- Provided material:
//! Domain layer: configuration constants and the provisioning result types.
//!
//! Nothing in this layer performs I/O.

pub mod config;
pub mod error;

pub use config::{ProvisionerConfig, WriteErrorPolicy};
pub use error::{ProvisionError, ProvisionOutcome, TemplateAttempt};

---

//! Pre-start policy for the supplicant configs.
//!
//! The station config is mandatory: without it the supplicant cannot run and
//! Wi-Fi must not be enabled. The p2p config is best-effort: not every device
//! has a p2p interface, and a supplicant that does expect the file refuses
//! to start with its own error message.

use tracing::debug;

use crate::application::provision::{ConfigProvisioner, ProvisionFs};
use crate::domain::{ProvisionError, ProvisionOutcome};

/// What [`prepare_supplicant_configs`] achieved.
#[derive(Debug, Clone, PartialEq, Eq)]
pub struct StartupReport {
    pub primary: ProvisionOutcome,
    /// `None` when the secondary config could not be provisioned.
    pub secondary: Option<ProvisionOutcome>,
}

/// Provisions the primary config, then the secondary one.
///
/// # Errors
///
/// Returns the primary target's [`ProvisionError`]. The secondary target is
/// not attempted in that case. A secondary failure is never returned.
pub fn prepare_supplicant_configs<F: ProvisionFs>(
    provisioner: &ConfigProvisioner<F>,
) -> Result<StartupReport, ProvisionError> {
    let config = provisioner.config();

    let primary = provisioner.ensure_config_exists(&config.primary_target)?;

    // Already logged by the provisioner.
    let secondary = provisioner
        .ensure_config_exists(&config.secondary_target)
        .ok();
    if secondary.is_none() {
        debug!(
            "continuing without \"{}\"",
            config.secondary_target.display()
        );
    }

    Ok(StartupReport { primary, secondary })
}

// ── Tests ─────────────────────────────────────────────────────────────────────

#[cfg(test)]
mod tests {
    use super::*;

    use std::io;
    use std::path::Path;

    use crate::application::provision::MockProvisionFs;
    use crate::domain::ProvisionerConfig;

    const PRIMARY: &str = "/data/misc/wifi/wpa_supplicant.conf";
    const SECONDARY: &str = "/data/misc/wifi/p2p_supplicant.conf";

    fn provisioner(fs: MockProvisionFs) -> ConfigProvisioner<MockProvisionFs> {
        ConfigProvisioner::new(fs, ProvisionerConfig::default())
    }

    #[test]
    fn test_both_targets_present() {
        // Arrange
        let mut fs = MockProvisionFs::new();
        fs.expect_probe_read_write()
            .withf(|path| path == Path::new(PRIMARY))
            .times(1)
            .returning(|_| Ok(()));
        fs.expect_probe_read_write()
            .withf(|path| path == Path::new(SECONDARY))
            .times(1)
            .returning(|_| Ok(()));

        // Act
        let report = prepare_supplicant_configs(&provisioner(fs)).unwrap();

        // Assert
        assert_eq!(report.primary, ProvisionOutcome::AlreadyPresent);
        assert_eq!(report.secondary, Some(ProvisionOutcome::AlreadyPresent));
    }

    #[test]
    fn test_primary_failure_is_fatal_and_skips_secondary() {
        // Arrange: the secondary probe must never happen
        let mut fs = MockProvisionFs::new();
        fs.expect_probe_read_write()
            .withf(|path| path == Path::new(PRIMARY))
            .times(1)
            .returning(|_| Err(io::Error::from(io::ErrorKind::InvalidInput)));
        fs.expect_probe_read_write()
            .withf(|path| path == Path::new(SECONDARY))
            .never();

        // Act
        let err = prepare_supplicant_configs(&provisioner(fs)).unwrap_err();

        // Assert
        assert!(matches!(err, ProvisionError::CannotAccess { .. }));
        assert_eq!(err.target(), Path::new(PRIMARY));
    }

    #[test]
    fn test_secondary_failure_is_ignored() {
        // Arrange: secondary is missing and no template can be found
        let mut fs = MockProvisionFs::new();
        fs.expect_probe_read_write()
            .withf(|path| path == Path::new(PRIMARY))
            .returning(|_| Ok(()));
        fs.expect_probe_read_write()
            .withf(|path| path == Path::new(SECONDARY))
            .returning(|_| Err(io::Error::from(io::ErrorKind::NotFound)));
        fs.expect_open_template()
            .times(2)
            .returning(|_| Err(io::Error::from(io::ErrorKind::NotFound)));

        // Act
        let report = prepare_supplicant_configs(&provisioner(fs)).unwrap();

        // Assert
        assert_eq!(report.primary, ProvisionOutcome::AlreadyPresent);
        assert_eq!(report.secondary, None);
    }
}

...

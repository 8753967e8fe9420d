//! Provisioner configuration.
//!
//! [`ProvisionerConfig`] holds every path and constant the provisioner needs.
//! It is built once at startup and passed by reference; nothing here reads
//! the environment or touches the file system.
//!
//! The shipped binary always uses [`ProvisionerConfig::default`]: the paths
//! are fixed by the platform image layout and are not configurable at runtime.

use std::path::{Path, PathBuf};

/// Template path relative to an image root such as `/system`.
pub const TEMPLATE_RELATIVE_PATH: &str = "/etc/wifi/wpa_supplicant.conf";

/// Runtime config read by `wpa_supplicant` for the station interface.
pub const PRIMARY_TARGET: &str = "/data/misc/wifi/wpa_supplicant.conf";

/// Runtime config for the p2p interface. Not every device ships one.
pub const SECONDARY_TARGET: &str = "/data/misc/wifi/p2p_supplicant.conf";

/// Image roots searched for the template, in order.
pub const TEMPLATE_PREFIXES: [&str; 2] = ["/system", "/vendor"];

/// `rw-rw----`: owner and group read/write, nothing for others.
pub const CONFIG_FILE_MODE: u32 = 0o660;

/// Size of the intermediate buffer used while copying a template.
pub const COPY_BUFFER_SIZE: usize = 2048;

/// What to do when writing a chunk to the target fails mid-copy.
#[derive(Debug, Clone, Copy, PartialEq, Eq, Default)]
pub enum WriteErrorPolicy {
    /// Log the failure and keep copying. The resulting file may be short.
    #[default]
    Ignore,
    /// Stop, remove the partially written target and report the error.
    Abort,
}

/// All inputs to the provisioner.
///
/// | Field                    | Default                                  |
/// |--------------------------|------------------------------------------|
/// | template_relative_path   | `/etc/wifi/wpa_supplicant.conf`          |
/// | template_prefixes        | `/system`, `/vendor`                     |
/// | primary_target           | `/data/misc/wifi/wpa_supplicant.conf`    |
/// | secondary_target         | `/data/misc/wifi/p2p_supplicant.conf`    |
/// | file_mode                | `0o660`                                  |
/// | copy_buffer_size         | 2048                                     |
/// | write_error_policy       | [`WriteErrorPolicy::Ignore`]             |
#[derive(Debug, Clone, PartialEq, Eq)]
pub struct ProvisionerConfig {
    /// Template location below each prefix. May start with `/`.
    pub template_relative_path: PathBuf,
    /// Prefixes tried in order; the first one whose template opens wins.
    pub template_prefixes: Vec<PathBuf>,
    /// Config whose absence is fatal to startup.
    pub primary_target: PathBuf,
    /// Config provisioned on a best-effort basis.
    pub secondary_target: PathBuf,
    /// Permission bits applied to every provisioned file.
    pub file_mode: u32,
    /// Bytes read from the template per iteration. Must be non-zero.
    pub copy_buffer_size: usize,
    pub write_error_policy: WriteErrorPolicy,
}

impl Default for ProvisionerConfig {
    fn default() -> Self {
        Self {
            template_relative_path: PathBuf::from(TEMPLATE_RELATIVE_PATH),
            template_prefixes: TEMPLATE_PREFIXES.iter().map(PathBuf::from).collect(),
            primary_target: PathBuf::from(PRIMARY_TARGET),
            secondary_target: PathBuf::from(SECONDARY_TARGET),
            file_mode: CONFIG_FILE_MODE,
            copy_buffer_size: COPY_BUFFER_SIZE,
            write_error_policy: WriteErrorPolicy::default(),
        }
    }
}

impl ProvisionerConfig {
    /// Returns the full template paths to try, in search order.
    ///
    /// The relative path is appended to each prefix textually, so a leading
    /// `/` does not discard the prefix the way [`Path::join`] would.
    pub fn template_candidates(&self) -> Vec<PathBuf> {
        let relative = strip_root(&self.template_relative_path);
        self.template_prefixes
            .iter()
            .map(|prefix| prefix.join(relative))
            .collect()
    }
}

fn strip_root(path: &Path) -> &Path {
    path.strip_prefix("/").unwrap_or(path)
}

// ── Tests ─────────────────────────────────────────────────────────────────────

- Work to be completed: Copy out every line from the material above where the string "join" turns up.

- Output for this task:
    /// `/` does not discard the prefix the way [`Path::join`] would.
            .map(|prefix| prefix.join(relative))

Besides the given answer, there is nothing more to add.